When the team assessed the interrelationship among anxiety and pain, they found that anxiety was correlated with more severe pelvic, menstrual, and body pain, as well as migraines.

Women with chronic pelvic pain and endometriosis and chronic pelvic pain alone reported more anxiety than healthy volunteers. Those with more anxiety also reported more sleep difficulties.
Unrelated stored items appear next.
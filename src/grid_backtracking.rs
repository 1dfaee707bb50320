use tracing::{debug, trace};

use crate::error::Result;
use crate::grid::{Grid, Point};
use crate::path::Path;

/// Exploration priority: right, down, left, up. Changing it changes which
/// path is returned.
const DIRECTIONS: [(i32, i32); 4] = [(1, 0), (0, 1), (-1, 0), (0, -1)];

struct Frame {
    point: Point,
    next: usize,
}

/// Finds the first path from `start` to `target` through 4-connected
/// walkable cells, trying neighbours right, down, left, then up.
///
/// A cell is entered at most once per call, even when the branch that
/// reached it failed. The returned path is empty when no route exists.
pub fn find_path_grid(grid: &Grid, start: Point, target: Point) -> Result<Path<Point>> {
    grid.check(start)?;
    grid.check(target)?;

    let mut visited = vec![false; grid.rows() * grid.cols()];
    let mut stack = Vec::new();
    let mut found = false;

    if enter(grid, &mut visited, start) {
        stack.push(Frame {
            point: start,
            next: 0,
        });
        found = start == target;
    }

    while !found {
        let (point, direction) = match stack.last_mut() {
            Some(frame) => {
                frame.next += 1;
                (frame.point, frame.next - 1)
            }
            None => break,
        };
        match DIRECTIONS.get(direction) {
            Some(&(dx, dy)) => {
                let next = point.offset(dx, dy);
                if enter(grid, &mut visited, next) {
                    stack.push(Frame {
                        point: next,
                        next: 0,
                    });
                    found = next == target;
                }
            }
            None => {
                stack.pop();
            }
        }
    }

    // The stack holds exactly the successful branch, start first.
    let path = stack.into_iter().map(|frame| frame.point).collect::<Path<_>>();
    debug!(%start, %target, length = path.len(), "grid backtracking finished");
    Ok(path)
}

fn enter(grid: &Grid, visited: &mut [bool], p: Point) -> bool {
    let i = match grid.offset_of(p) {
        Some(i) => i,
        None => return false,
    };
    if visited[i] || !grid.is_walkable(p) {
        return false;
    }
    visited[i] = true;
    trace!(x = p.x, y = p.y, "checking coordinates");
    true
}
pub mod health;

use axum::{
    routing::{get, post},
    Router,
};

use crate::analysis::handlers as analysis;
use crate::jd_fetch::handlers as jd_fetch;
use crate::state::AppState;

pub fn build_router(state: AppState) -> Router {
    Router::new()
        .route("/health", get(health::health_handler))
        .route("/api/v1/analyze", post(analysis::handle_analyze))
        .route("/api/v1/extract-jd", post(jd_fetch::handle_extract_jd))
        .route("/api/v1/history", get(analysis::handle_history))
        .route("/api/v1/history/:id", get(analysis::handle_get_analysis))
        .with_state(state)
}
//! Fetches a job posting and reduces it to readable plain text.
//!
//! HTML pages are parsed with `scraper`. Blocks whose tag attributes look like
//! job-description sections are preferred; the whole `<body>` is the fallback.

use std::collections::HashSet;
use std::time::Duration;

use reqwest::header::{ACCEPT, CONTENT_TYPE};
use reqwest::{Client, Url};
use scraper::{ElementRef, Html, Node, Selector};
use serde::{Deserialize, Serialize};
use thiserror::Error;
use tracing::{info, warn};

/// Extracted text shorter than this is rejected.
pub const MIN_JD_TEXT_CHARS: usize = 120;

/// Focused sections are used only when they yield at least this much text.
pub const MIN_FOCUSED_TEXT_CHARS: usize = 180;

const USER_AGENT: &str = "Mozilla/5.0 (Macintosh; Intel Mac OS X 10_15_7) AppleWebKit/537.36 \
    (KHTML, like Gecko) Chrome/122.0.0.0 Safari/537.36";
const ACCEPT_HTML: &str = "text/html,application/xhtml+xml,text/plain;q=0.9,*/*;q=0.8";

/// Attribute fragments that mark a block as part of the job description.
const SECTION_HINTS: &[&str] = &[
    "job",
    "description",
    "responsibilit",
    "qualif",
    "about",
    "role",
    "requirement",
    "what-youll-do",
    "what-you'll-do",
];

/// Elements whose content never counts as page text.
const SKIPPED_TAGS: &[&str] = &["script", "style", "noscript", "svg", "iframe"];

/// Elements that end a line of text.
const BLOCK_TAGS: &[&str] = &["p", "li", "h1", "h2", "h3", "h4", "section", "div", "article", "br"];

#[derive(Debug, Error)]
pub enum ExtractError {
    #[error("Invalid URL format.")]
    InvalidUrl,

    #[error("Only http/https URLs are supported.")]
    UnsupportedScheme,

    #[error("Failed to fetch JD URL. {0}")]
    Fetch(#[source] reqwest::Error),

    #[error("JD URL fetch failed with status {0}.")]
    Status(u16),

    #[error("Failed to read JD page body. {0}")]
    Body(#[source] reqwest::Error),

    #[error(
        "Extracted JD text is too short ({length} chars). \
         The page may block crawling or require JavaScript rendering."
    )]
    TooShort { length: usize },

    #[error("Failed to build HTTP client: {0}")]
    Client(#[source] reqwest::Error),
}

impl ExtractError {
    /// True when the caller supplied something unusable, as opposed to the
    /// remote page or the network failing.
    pub fn is_client_error(&self) -> bool {
        matches!(
            self,
            ExtractError::InvalidUrl | ExtractError::UnsupportedScheme | ExtractError::TooShort { .. }
        )
    }
}

#[derive(Debug, Clone, PartialEq, Eq, Serialize, Deserialize)]
#[serde(rename_all = "camelCase")]
pub struct ExtractedJd {
    pub source_url: String,
    pub title: Option<String>,
    pub jd_text: String,
}

#[derive(Clone)]
pub struct JdExtractor {
    client: Client,
}

impl JdExtractor {
    pub fn new(timeout: Duration) -> Result<Self, ExtractError> {
        let client = Client::builder()
            .user_agent(USER_AGENT)
            .timeout(timeout)
            .build()
            .map_err(ExtractError::Client)?;
        Ok(Self { client })
    }

    pub async fn extract(&self, url: &str) -> Result<ExtractedJd, ExtractError> {
        let url = validate_url(url)?;
        info!("Fetching JD page: {url}");

        let response = self
            .client
            .get(url.clone())
            .header(ACCEPT, ACCEPT_HTML)
            .send()
            .await
            .map_err(ExtractError::Fetch)?;

        let status = response.status();
        if !status.is_success() {
            warn!("JD fetch for {url} returned {status}");
            return Err(ExtractError::Status(status.as_u16()));
        }

        let is_html = response
            .headers()
            .get(CONTENT_TYPE)
            .and_then(|v| v.to_str().ok())
            .is_some_and(|v| v.to_ascii_lowercase().contains("html"));

        let raw = response.text().await.map_err(ExtractError::Body)?;
        let extracted = extract_from_body(url.as_str(), &raw, is_html)?;

        info!(
            "Extracted {} chars of JD text from {}",
            extracted.jd_text.chars().count(),
            extracted.source_url
        );
        Ok(extracted)
    }
}

/// Parses and checks a user-supplied URL. Only http and https are accepted.
pub fn validate_url(input: &str) -> Result<Url, ExtractError> {
    let url = Url::parse(input.trim()).map_err(|_| ExtractError::InvalidUrl)?;
    match url.scheme() {
        "http" | "https" => Ok(url),
        _ => Err(ExtractError::UnsupportedScheme),
    }
}

/// Turns a fetched body into an [`ExtractedJd`], enforcing the minimum length.
pub fn extract_from_body(source_url: &str, raw: &str, is_html: bool) -> Result<ExtractedJd, ExtractError> {
    let (title, jd_text) = if is_html {
        let document = Html::parse_document(raw);
        (extract_title(&document), extract_jd_text(&document))
    } else {
        (None, raw.trim().to_string())
    };

    let length = jd_text.chars().count();
    if length < MIN_JD_TEXT_CHARS {
        return Err(ExtractError::TooShort { length });
    }

    Ok(ExtractedJd {
        source_url: source_url.to_string(),
        title,
        jd_text,
    })
}

pub fn extract_title(document: &Html) -> Option<String> {
    let selector = Selector::parse("title").ok()?;
    let title = document.select(&selector).next()?;
    let text = clean_text(&title.text().collect::<String>());
    (!text.is_empty()).then_some(text)
}

/// Focused sections when they carry enough text, else the whole body.
pub fn extract_jd_text(document: &Html) -> String {
    let focused = focused_sections(document)
        .into_iter()
        .map(element_text)
        .collect::<Vec<_>>()
        .join("\n");
    let focused = clean_text(&focused);
    if focused.chars().count() >= MIN_FOCUSED_TEXT_CHARS {
        return focused;
    }

    let body = Selector::parse("body")
        .ok()
        .and_then(|selector| document.select(&selector).next())
        .unwrap_or_else(|| document.root_element());
    clean_text(&element_text(body))
}

/// `section`, `article` and `div` blocks whose attributes match a section hint.
/// Blocks nested inside an already chosen block are skipped.
fn focused_sections(document: &Html) -> Vec<ElementRef<'_>> {
    let Ok(selector) = Selector::parse("section, article, div") else {
        return Vec::new();
    };

    let mut picked = HashSet::new();
    let mut sections = Vec::new();

    for element in document.select(&selector) {
        if !has_section_hint(element) {
            continue;
        }
        if element.ancestors().any(|a| picked.contains(&a.id())) {
            continue;
        }
        picked.insert(element.id());
        sections.push(element);
    }

    sections
}

fn has_section_hint(element: ElementRef<'_>) -> bool {
    element.value().attrs().any(|(name, value)| {
        let name = name.to_ascii_lowercase();
        let value = value.to_ascii_lowercase();
        SECTION_HINTS
            .iter()
            .any(|hint| name.contains(hint) || value.contains(hint))
    })
}

/// Visible text of an element, one line per block element.
fn element_text(element: ElementRef<'_>) -> String {
    let mut out = String::new();
    collect_text(element, &mut out);
    out
}

fn collect_text(element: ElementRef<'_>, out: &mut String) {
    for child in element.children() {
        match child.value() {
            Node::Text(text) => {
                out.push_str(text);
                out.push(' ');
            }
            Node::Element(el) => {
                let tag = el.name();
                if SKIPPED_TAGS.contains(&tag) {
                    continue;
                }
                if let Some(child_el) = ElementRef::wrap(child) {
                    collect_text(child_el, out);
                }
                if BLOCK_TAGS.contains(&tag) {
                    out.push('\n');
                }
            }
            _ => {}
        }
    }
}

/// Collapses runs of whitespace inside lines and keeps at most one blank line
/// between paragraphs.
pub fn clean_text(text: &str) -> String {
    let mut lines: Vec<String> = Vec::new();
    for line in text.lines() {
        let line = line.split_whitespace().collect::<Vec<_>>().join(" ");
        if line.is_empty() && lines.last().map_or(true, |prev| prev.is_empty()) {
            continue;
        }
        lines.push(line);
    }
    lines.join("\n").trim().to_string()
}

#[cfg(test)]
mod tests {
    use super::*;

    fn long_paragraph(words: usize) -> String {
        vec!["responsibility"; words].join(" ")
    }

    #[test]
    fn test_validate_url_accepts_http_and_https() {
        assert!(validate_url("https://jobs.example.com/123").is_ok());
        assert!(validate_url("  http://example.com/jd  ").is_ok());
    }

    #[test]
    fn test_validate_url_rejects_garbage_and_other_schemes() {
        assert!(matches!(validate_url("not a url"), Err(ExtractError::InvalidUrl)));
        assert!(matches!(
            validate_url("ftp://example.com/jd.txt"),
            Err(ExtractError::UnsupportedScheme)
        ));
        assert!(validate_url("ftp://example.com").unwrap_err().is_client_error());
    }

    #[test]
    fn test_hundred_char_text_is_too_short() {
        let raw = "x".repeat(100);
        let err = extract_from_body("https://example.com", &raw, false).unwrap_err();
        assert!(matches!(err, ExtractError::TooShort { length: 100 }));
        assert!(err.is_client_error());
        assert!(err.to_string().contains("too short"));
    }

    #[test]
    fn test_status_error_is_server_side() {
        assert!(!ExtractError::Status(503).is_client_error());
    }

    #[test]
    fn test_plain_text_body_is_trimmed_as_is() {
        let raw = format!("  {}  ", "Plain text job description. ".repeat(6));
        let out = extract_from_body("https://example.com/jd.txt", &raw, false).unwrap();
        assert_eq!(out.jd_text, raw.trim());
        assert_eq!(out.title, None);
    }

    #[test]
    fn test_focused_section_preferred_over_body() {
        let html = format!(
            r#"<html><head><title> Senior  Engineer | Acme </title></head>
            <body>
              <nav>Home Careers Login</nav>
              <div class="job-description"><p>{}</p></div>
              <footer>Copyright Acme</footer>
            </body></html>"#,
            long_paragraph(20)
        );
        let document = Html::parse_document(&html);
        assert_eq!(extract_title(&document).as_deref(), Some("Senior Engineer | Acme"));

        let text = extract_jd_text(&document);
        assert!(text.starts_with("responsibility"));
        assert!(!text.contains("Careers"));
        assert!(!text.contains("Copyright"));
    }

    #[test]
    fn test_short_focused_section_falls_back_to_body() {
        let html = format!(
            r#"<html><body>
              <div id="about">Short blurb</div>
              <main><p>{}</p></main>
            </body></html>"#,
            long_paragraph(5)
        );
        let text = extract_jd_text(&Html::parse_document(&html));
        assert!(text.contains("Short blurb"));
        assert!(text.contains("responsibility"));
    }

    #[test]
    fn test_scripts_and_styles_are_excluded() {
        let html = r#"<html><body>
            <script>var tracking = "secret";</script>
            <style>.a { color: red; }</style>
            <p>Visible requirement</p>
        </body></html>"#;
        let text = extract_jd_text(&Html::parse_document(html));
        assert_eq!(text, "Visible requirement");
    }

    #[test]
    fn test_nested_matching_blocks_are_not_duplicated() {
        let inner = long_paragraph(15);
        let html = format!(
            r#"<html><body><section class="job"><div class="description"><p>{inner}</p></div></section></body></html>"#
        );
        let text = extract_jd_text(&Html::parse_document(&html));
        assert_eq!(text, inner);
    }

    #[test]
    fn test_clean_text_collapses_whitespace_and_blank_lines() {
        let raw = "  Role:\t Backend \u{a0}Engineer \n\n\n\n  Requirements  \n";
        assert_eq!(clean_text(raw), "Role: Backend Engineer\n\nRequirements");
    }
}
The interrelationship among these symptoms affects women’s quality of life and may reflect central pain sensitisation. Research to better understand the interrelationship among generalised body pain, migraines, sleep disturbances, and psychological distress such as anxiety and depression and other aspects of quality of life in women with chronic pelvic pain related to endometriosis may guide future treatments.

said Dr Gemmill.

References
  1. Dell JR, Mokrzycki ML, Jayne CJ. Differentiating interstitial cystitis from similar conditions commonly seen in gynecologic practice. Eur J Obstet Gynecol Reprod Biol 2009;144(2):105-9.
  2. Karp BI, Sinaii N, Nieman LK, Silberstein SD, Stratton P. Migraine in women with chronic pelvic pain with and without endometriosis. Fertil Steril 2011;95(3):895-9.
  3. Sinaii N, Cleary SD, Ballweg ML, Nieman LK, Stratton P. High rates of autoimmune and endocrine disorders,fibromyalgia, chronic fatigue syndrome and atopic diseases among women with endometriosis: a survey analysis. Hum Reprod 2002;17(10):2715-24.